While kernel drivers have long been know to poses huge security risks, due to their privileged access and lower code quality, bug-finding tools for drivers are still greatly lacking both in quantity and in effectiveness. This is because the pointer-heavy code in these drivers present some of the hardest challenges to static analysis, and their tight coupling with the hardware make dynamic analysis infeasible in most cases. In this work, we present DR. CHECKER, a soundy (i.e., mostly sound) bug-finding tool for Linux kernel drivers that is based on well-known program analysis techniques. We are able to overcome many of the inherent limitations of static analysis by scoping our analysis to only the most bug-prone parts of the kernel (i.e., the drivers), and by only sacrificing soundness in very few cases to ensure that our technique is both scalable and precise.

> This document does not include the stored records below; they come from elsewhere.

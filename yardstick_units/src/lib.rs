// Copyright 2025 the Yardstick Authors
// SPDX-License-Identifier: Apache-2.0 OR MIT

// After you edit the crate's doc comment, run this command, then check README.md for any missing links
// cargo rdme --workspace-project=yardstick_units --heading-base-level=0

//! Yardstick Units: unit systems and device density for on-screen rulers.
//!
//! This crate holds the leaf pieces every other Yardstick crate builds on:
//! - [`UnitSystem`]: the closed set of unit systems a ruler can display
//!   (millimetres, inches and the calibrated "ant" unit), their conversion to a
//!   common base unit (millimetres), and their rendering metadata.
//! - [`DeviceDensity`]: the nominal pixel density reported by the display.
//! - [`CalibrationFactor`]: the user correction applied on top of the nominal
//!   density.
//! - [`CalibrationReference`]: a known length, such as a card, to calibrate
//!   against.
//!
//! Distances are plain `f64` values expressed in a unit system's *native*
//! unit (for example inches for [`UnitSystem::Imperial`]). Each unit system
//! also defines a *sub-unit*: the spacing between two adjacent ticks, which
//! is one native unit divided by [`UnitSystem::subdivision`].
//!
//! ## Minimal example
//!
//! ```rust
//! use yardstick_units::{CalibrationFactor, DeviceDensity, UnitSystem, convert};
//!
//! // 50 mm expressed in inches and back.
//! let inches = convert(50.0, UnitSystem::Metric, UnitSystem::Imperial);
//! assert!((inches - 50.0 / 25.4).abs() < 1e-9);
//! assert!((convert(inches, UnitSystem::Imperial, UnitSystem::Metric) - 50.0).abs() < 1e-9);
//!
//! // Pixels covered by one millimetre on a 100 px/mm display.
//! let density = DeviceDensity::from_pixels_per_mm(100.0);
//! let px = UnitSystem::Metric.pixels_per_unit(CalibrationFactor::default(), density);
//! assert!((px - 100.0).abs() < 1e-9);
//! ```
//!
//! This crate is `no_std`.

#![no_std]

mod density;
mod system;

pub use density::{
    CARD_WIDTH_MM, CalibrationFactor, CalibrationReference, DeviceDensity, MM_PER_INCH,
};
pub use system::{FormattedDistance, PrintFormat, UnitSystem, UnknownUnitError, convert};
// Copyright 2025 the Yardstick Authors
// SPDX-License-Identifier: Apache-2.0 OR MIT

use kurbo::Vec2;

/// One linear-acceleration reading in the screen plane.
#[derive(Clone, Copy, Debug, PartialEq)]
pub struct MotionSample {
    /// Monotonic timestamp in milliseconds.
    pub timestamp_ms: u64,
    /// Acceleration along the two axes orthogonal to gravity.
    pub acceleration: Vec2,
}

impl MotionSample {
    /// Creates a sample from its in-plane acceleration.
    #[must_use]
    pub const fn new(timestamp_ms: u64, acceleration: Vec2) -> Self {
        Self {
            timestamp_ms,
            acceleration,
        }
    }

    /// Creates a sample from a three-axis sensor reading.
    ///
    /// The device lies flat while measuring, so `z` is aligned with gravity
    /// and is dropped.
    #[must_use]
    pub const fn from_xyz(timestamp_ms: u64, x: f64, y: f64, _z: f64) -> Self {
        Self::new(timestamp_ms, Vec2::new(x, y))
    }

    /// Returns `true` if either in-plane axis exceeds `sensitivity`.
    #[must_use]
    pub fn exceeds(&self, sensitivity: f64) -> bool {
        self.acceleration.x.abs() > sensitivity || self.acceleration.y.abs() > sensitivity
    }
}
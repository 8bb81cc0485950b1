// Copyright 2025 the Yardstick Authors
// SPDX-License-Identifier: Apache-2.0 OR MIT

//! Observability hooks for the motion debounce.
//!
//! The detector keeps no history of its own. Pass a [`MotionTrace`] to
//! [`MotionDebounce::update_traced`](crate::MotionDebounce::update_traced) to
//! observe phase changes, for example to drive a "moving" indicator or to log
//! commits while tuning sensitivity. [`MotionLog`] records everything it sees.

use alloc::vec::Vec;

use crate::debounce::MotionCommit;

/// A callback sink for motion debounce transitions.
///
/// `()` is a sink that ignores everything.
pub trait MotionTrace {
    /// Called when a high-force sample starts a new motion episode.
    fn motion_started(&mut self, timestamp_ms: u64);

    /// Called when a motion episode settles and commits.
    fn committed(&mut self, commit: &MotionCommit);
}

impl MotionTrace for () {
    fn motion_started(&mut self, _timestamp_ms: u64) {}

    fn committed(&mut self, _commit: &MotionCommit) {}
}

/// One entry of a [`MotionLog`].
#[derive(Clone, Copy, Debug, PartialEq, Eq)]
pub enum MotionEvent {
    /// A motion episode started at this timestamp.
    Started {
        /// Timestamp of the first high-force sample.
        timestamp_ms: u64,
    },
    /// A motion episode committed.
    Committed(MotionCommit),
}

/// Records every transition, in order.
#[derive(Clone, Debug, Default)]
pub struct MotionLog {
    events: Vec<MotionEvent>,
}

impl MotionLog {
    /// Creates an empty log.
    #[must_use]
    pub fn new() -> Self {
        Self { events: Vec::new() }
    }

    /// Recorded events, oldest first.
    #[must_use]
    pub fn events(&self) -> &[MotionEvent] {
        &self.events
    }

    /// Number of recorded commits.
    #[must_use]
    pub fn commit_count(&self) -> usize {
        self.events
            .iter()
            .filter(|event| matches!(event, MotionEvent::Committed(_)))
            .count()
    }

    /// Clears the log.
    pub fn clear(&mut self) {
        self.events.clear();
    }
}

impl MotionTrace for MotionLog {
    fn motion_started(&mut self, timestamp_ms: u64) {
        self.events.push(MotionEvent::Started { timestamp_ms });
    }

    fn committed(&mut self, commit: &MotionCommit) {
        self.events.push(MotionEvent::Committed(*commit));
    }
}
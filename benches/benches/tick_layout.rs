// Copyright 2025 the Yardstick Authors
// SPDX-License-Identifier: Apache-2.0 OR MIT

use criterion::{Criterion, black_box, criterion_group, criterion_main};
use kurbo::Size;
use yardstick_scale::{ScaleConfig, ScaleDirection, ScaleEngine, ScalePosition};
use yardstick_units::{DeviceDensity, UnitSystem};

fn bench_tick_layout(c: &mut Criterion) {
    let mut group = c.benchmark_group("yardstick_scale");
    group.sample_size(50);

    // A 6.7" phone at roughly 460 ppi.
    let density = DeviceDensity::from_pixels_per_inch(460.0);
    let size = Size::new(1440.0, 3120.0);

    for direction in [
        ScaleDirection::Top,
        ScaleDirection::Bottom,
        ScaleDirection::Center,
    ] {
        for unit_system in UnitSystem::ALL {
            let config = ScaleConfig::default()
                .with_direction(direction)
                .with_position(ScalePosition::Right)
                .with_unit_system(unit_system)
                .with_start_distance(12.5);
            let engine = ScaleEngine::new(&config, density);

            group.bench_function(format!("ticks({direction:?},{unit_system})"), |b| {
                b.iter(|| {
                    let mut sum = 0.0;
                    for tick in engine.ticks(black_box(size)) {
                        sum += tick.end.x + tick.end.y;
                    }
                    black_box(sum)
                });
            });
        }
    }

    let engine = ScaleEngine::new(&ScaleConfig::default(), density);
    group.bench_function("engine_rebuild_and_first_tick", |b| {
        b.iter(|| {
            let engine = ScaleEngine::new(black_box(engine.config()), density);
            black_box(engine.tick(0, size))
        });
    });

    group.finish();
}

criterion_group!(benches, bench_tick_layout);
criterion_main!(benches);
// Copyright 2025 the Yardstick Authors
// SPDX-License-Identifier: Apache-2.0 OR MIT

use kurbo::{Line, Point};

/// Physical tick spacing, in sub-units, between two major ticks.
pub const MAJOR_TICK_INTERVAL: i64 = 10;

/// Physical tick spacing, in sub-units, between two middle ticks.
pub const MIDDLE_TICK_INTERVAL: i64 = 5;

/// Length and stroke class of a tick.
///
/// The category is a pure function of the tick's physical index, so visual
/// tick rhythm does not depend on calibration or pixel position.
#[derive(Clone, Copy, Debug, PartialEq, Eq, Hash)]
pub enum TickCategory {
    /// The tick at physical index 0.
    Zero,
    /// Every [`MAJOR_TICK_INTERVAL`] sub-units (one whole display unit).
    Major,
    /// Every [`MIDDLE_TICK_INTERVAL`] sub-units, between two major ticks.
    Middle,
    /// Every other sub-unit.
    Minor,
}

impl TickCategory {
    /// Classifies a physical index.
    #[must_use]
    pub const fn classify(physical_index: i64) -> Self {
        if physical_index == 0 {
            Self::Zero
        } else if physical_index % MAJOR_TICK_INTERVAL == 0 {
            Self::Major
        } else if physical_index % MIDDLE_TICK_INTERVAL == 0 {
            Self::Middle
        } else {
            Self::Minor
        }
    }

    /// Style of a non-zero category.
    ///
    /// [`Zero`](Self::Zero) depends on the scale direction; see
    /// [`ScaleDirection::zero_tick_style`](crate::ScaleDirection::zero_tick_style).
    /// It reports the major style here.
    #[must_use]
    pub const fn style(self) -> TickStyle {
        match self {
            Self::Zero | Self::Major => TickStyle::MAJOR,
            Self::Middle => TickStyle::MIDDLE,
            Self::Minor => TickStyle::MINOR,
        }
    }
}

/// Physical length and stroke width of a tick.
#[derive(Clone, Copy, Debug, PartialEq)]
pub struct TickStyle {
    /// Tick length in physical millimetres (uncalibrated device density).
    pub length_mm: f64,
    /// Stroke width in device pixels.
    pub stroke_width: f64,
}

impl TickStyle {
    /// Zero tick of a center-anchored scale.
    pub const CENTER_ZERO: Self = Self {
        length_mm: 10.0,
        stroke_width: 7.0,
    };
    /// Whole display units.
    pub const MAJOR: Self = Self {
        length_mm: 8.0,
        stroke_width: 5.0,
    };
    /// Half display units.
    pub const MIDDLE: Self = Self {
        length_mm: 5.0,
        stroke_width: 5.0,
    };
    /// Every other sub-unit.
    pub const MINOR: Self = Self {
        length_mm: 3.0,
        stroke_width: 3.0,
    };
}

/// A fully resolved tick, ready to be stroked.
#[derive(Clone, Copy, Debug, PartialEq)]
pub struct Tick {
    /// Position of the tick in drawing order, `0..visible_tick_count`.
    pub counter: usize,
    /// Physical index in sub-units, used for classification and labels.
    pub physical_index: i64,
    /// Length and stroke class.
    pub category: TickCategory,
    /// Tick length in device pixels.
    pub length: f64,
    /// Stroke width in device pixels.
    pub stroke_width: f64,
    /// Screen point on the scale edge.
    pub start: Point,
    /// Screen point at the inner end of the tick.
    pub end: Point,
    /// Whole-unit label to print next to the tick, if any.
    pub label: Option<i64>,
}

impl Tick {
    /// The tick as a line segment.
    #[must_use]
    pub fn line(&self) -> Line {
        Line::new(self.start, self.end)
    }
}

#[cfg(test)]
mod tests {
    use super::*;

    #[test]
    fn classification_follows_physical_index() {
        assert_eq!(TickCategory::classify(0), TickCategory::Zero);
        assert_eq!(TickCategory::classify(10), TickCategory::Major);
        assert_eq!(TickCategory::classify(-20), TickCategory::Major);
        assert_eq!(TickCategory::classify(5), TickCategory::Middle);
        assert_eq!(TickCategory::classify(15), TickCategory::Middle);
        assert_eq!(TickCategory::classify(7), TickCategory::Minor);
        assert_eq!(TickCategory::classify(-3), TickCategory::Minor);
    }

    #[test]
    fn only_multiples_of_the_major_interval_are_major() {
        for index in 1..=100 {
            let major = TickCategory::classify(index) == TickCategory::Major;
            assert_eq!(major, index % MAJOR_TICK_INTERVAL == 0, "index {index}");
        }
    }

    #[test]
    fn major_is_the_longest_regular_style() {
        let major = TickCategory::Major.style();
        assert!(major.length_mm > TickCategory::Middle.style().length_mm);
        assert!(major.length_mm > TickCategory::Minor.style().length_mm);
        assert!(TickStyle::CENTER_ZERO.length_mm > major.length_mm);
    }
}
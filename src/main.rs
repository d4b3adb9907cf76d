mod clock;
mod countdown;
mod display;
mod error;
mod parser;
mod utils;

use clock::{Clock, SystemClock};
use countdown::Countdown;
use error::{ParseError, TimerError};
use log::{debug, LevelFilter};
use std::env;
use std::io;
use std::process;

/// Command-line options.
#[derive(Debug, Default)]
struct Options {
    program: String,
    verbose: bool,
    help: bool,
    duration: Option<String>,
}

fn parse_args(args: &[String]) -> Options {
    let mut opts = Options {
        program: args.first().cloned().unwrap_or_else(|| "ctimer".to_string()),
        ..Options::default()
    };
    for arg in args.iter().skip(1) {
        match arg.as_str() {
            "-h" => opts.help = true,
            "-v" => opts.verbose = true,
            _ if opts.duration.is_none() => opts.duration = Some(arg.clone()),
            _ => {}
        }
    }
    opts
}

fn init_logging(verbose: bool) {
    let level = if verbose {
        LevelFilter::Debug
    } else {
        LevelFilter::Warn
    };
    env_logger::Builder::new()
        .filter_level(level)
        .target(env_logger::Target::Stderr)
        .init();
}

fn main() {
    let mut clock = SystemClock;
    // Parse time counts towards the first interval.
    let start = clock.now().unwrap_or_else(|source| {
        utils::fatal(&TimerError::Clock {
            context: "gettime failed",
            source,
        })
    });

    let args: Vec<String> = env::args().collect();
    let opts = parse_args(&args);
    init_logging(opts.verbose);
    if opts.help {
        utils::print_usage(&opts.program);
    }

    let target = match parser::parse_duration(opts.duration.as_deref()) {
        Ok(secs) => secs,
        Err(ParseError::Usage) => utils::print_usage(&opts.program),
        Err(err) => {
            eprintln!("{}", err);
            process::exit(err.exit_code());
        }
    };
    debug!("waiting {:.3}s", target);

    let stdout = io::stdout();
    match Countdown::new(clock, stdout.lock(), target, start).run() {
        Ok(summary) => debug!(
            "done after {:.6}s: {} iterations, {} sleeps, max interval {:.6}s",
            summary.elapsed, summary.iterations, summary.sleeps, summary.max_interval
        ),
        Err(err) => utils::fatal(&err),
    }
}

#[cfg(test)]
mod tests {
    use super::*;

    fn args(list: &[&str]) -> Vec<String> {
        list.iter().map(|s| s.to_string()).collect()
    }

    #[test]
    fn test_parse_args_positional() {
        let opts = parse_args(&args(&["ctimer", "3:30"]));
        assert_eq!(opts.program, "ctimer");
        assert_eq!(opts.duration.as_deref(), Some("3:30"));
        assert!(!opts.verbose);
        assert!(!opts.help);
    }

    #[test]
    fn test_parse_args_flags() {
        let opts = parse_args(&args(&["ctimer", "-v", "1", "2"]));
        assert!(opts.verbose);
        assert_eq!(opts.duration.as_deref(), Some("1"));

        let opts = parse_args(&args(&["ctimer", "-h"]));
        assert!(opts.help);
        assert_eq!(opts.duration, None);
    }

    #[test]
    fn test_parse_args_empty() {
        let opts = parse_args(&[]);
        assert_eq!(opts.program, "ctimer");
        assert_eq!(opts.duration, None);
    }
}
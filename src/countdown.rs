use crate::clock::{Clock, Sample};
use crate::display::{format_hms, remaining_secs};
use crate::error::TimerError;
use log::{debug, trace};
use std::io::Write;

/// Message printed once the target duration has elapsed.
pub static DONE_MESSAGE: &str = "Timer is done";

/// What the loop should do after one measured iteration.
#[derive(Debug, Clone, Copy, PartialEq)]
pub enum Step {
    /// Elapsed time reached the target.
    Done,
    /// Sleep for this many seconds, then redraw.
    Sleep(f64),
    /// No safe sleep exists; redraw and measure again right away.
    Poll,
}

/// Totals reported once the countdown finishes.
#[derive(Debug, Clone, Copy, PartialEq)]
pub struct Summary {
    pub iterations: u64,
    pub sleeps: u64,
    pub elapsed: f64,
    pub max_interval: f64,
}

/// A single-shot countdown that re-measures the clock on every iteration and
/// sizes each sleep from what was actually measured.
///
/// While more than a second remains, sleeps are aimed at whole-second
/// checkpoints counted from the start sample, so oversleeping on one
/// iteration is taken back on the next. In the last second, the sleep is
/// shrunk by the largest interval seen so far (falling back to the last one),
/// and when neither leaves a non-negative wait the loop polls instead.
pub struct Countdown<C: Clock, W: Write> {
    clock: C,
    out: W,
    target: f64,
    elapsed: f64,
    last_interval: f64,
    max_interval: f64,
    checkpoint: f64,
    prev: Sample,
    iterations: u64,
    sleeps: u64,
}

impl<C: Clock, W: Write> Countdown<C, W> {
    /// Creates a countdown of `target` seconds measured from `start`.
    pub fn new(clock: C, out: W, target: f64, start: Sample) -> Self {
        Countdown {
            clock,
            out,
            target,
            elapsed: 0.0,
            last_interval: 0.0,
            max_interval: 0.0,
            checkpoint: 0.0,
            prev: start,
            iterations: 0,
            sleeps: 0,
        }
    }

    #[cfg(test)]
    pub fn elapsed(&self) -> f64 {
        self.elapsed
    }

    #[cfg(test)]
    pub fn last_interval(&self) -> f64 {
        self.last_interval
    }

    #[cfg(test)]
    pub fn max_interval(&self) -> f64 {
        self.max_interval
    }

    /// Redraws the readout, measures the interval since the previous sample
    /// and decides the next step. Elapsed time is only advanced when the
    /// countdown is not finished.
    pub fn tick(&mut self) -> Result<Step, TimerError> {
        let line = format_hms(remaining_secs(self.target, self.elapsed));
        write!(self.out, "{}\r", line)
            .and_then(|_| self.out.flush())
            .map_err(|source| TimerError::Output {
                context: "write failed",
                source,
            })?;

        let cur = self.clock.now().map_err(|source| TimerError::Clock {
            context: "gettime 2 failed",
            source,
        })?;
        // A realtime clock can step backwards; that counts as no time passing.
        self.last_interval = cur.seconds_since(self.prev).max(0.0);
        self.prev = self.clock.now().map_err(|source| TimerError::Clock {
            context: "gettime 3 failed",
            source,
        })?;
        self.iterations += 1;

        if self.elapsed + self.last_interval >= self.target {
            return Ok(Step::Done);
        }
        self.elapsed += self.last_interval;
        self.max_interval = self.max_interval.max(self.last_interval);

        let remaining = self.target - self.elapsed;
        let wait = if remaining > 1.0 {
            self.checkpoint += 1.0;
            self.checkpoint - self.elapsed
        } else {
            let wait = remaining - self.max_interval;
            if wait < 0.0 {
                remaining - self.last_interval
            } else {
                wait
            }
        };
        debug!(
            "interval={:.6}s elapsed={:.6}s remaining={:.6}s wait={:.6}s",
            self.last_interval, self.elapsed, remaining, wait
        );

        if wait < 0.0 {
            Ok(Step::Poll)
        } else {
            Ok(Step::Sleep(wait))
        }
    }

    /// Runs the countdown to completion and prints the completion message.
    pub fn run(mut self) -> Result<Summary, TimerError> {
        loop {
            match self.tick()? {
                Step::Done => break,
                Step::Poll => trace!("polling, elapsed={:.6}s", self.elapsed),
                Step::Sleep(secs) => {
                    self.clock.sleep(secs).map_err(|source| TimerError::Sleep {
                        context: "nanosleep failed",
                        source,
                    })?;
                    self.sleeps += 1;
                }
            }
        }

        writeln!(self.out, "\n{}", DONE_MESSAGE)
            .and_then(|_| self.out.flush())
            .map_err(|source| TimerError::Output {
                context: "write failed",
                source,
            })?;

        Ok(Summary {
            iterations: self.iterations,
            sleeps: self.sleeps,
            elapsed: self.elapsed + self.last_interval,
            max_interval: self.max_interval,
        })
    }
}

DR. CHECKER is a fully-automated static analysis tool capable of performing general bug finding using both pointer and taint analysis that are flow-sensitive, context-sensitive, and field-sensitive on kernel drivers. To demonstrate the scalability and efficacy of DR. CHECKER, we analyzed the drivers of nine production Linux kernels (3.1 million LOC), where it correctly identified 158 critical zero-day bugs with an overall precision of 78%.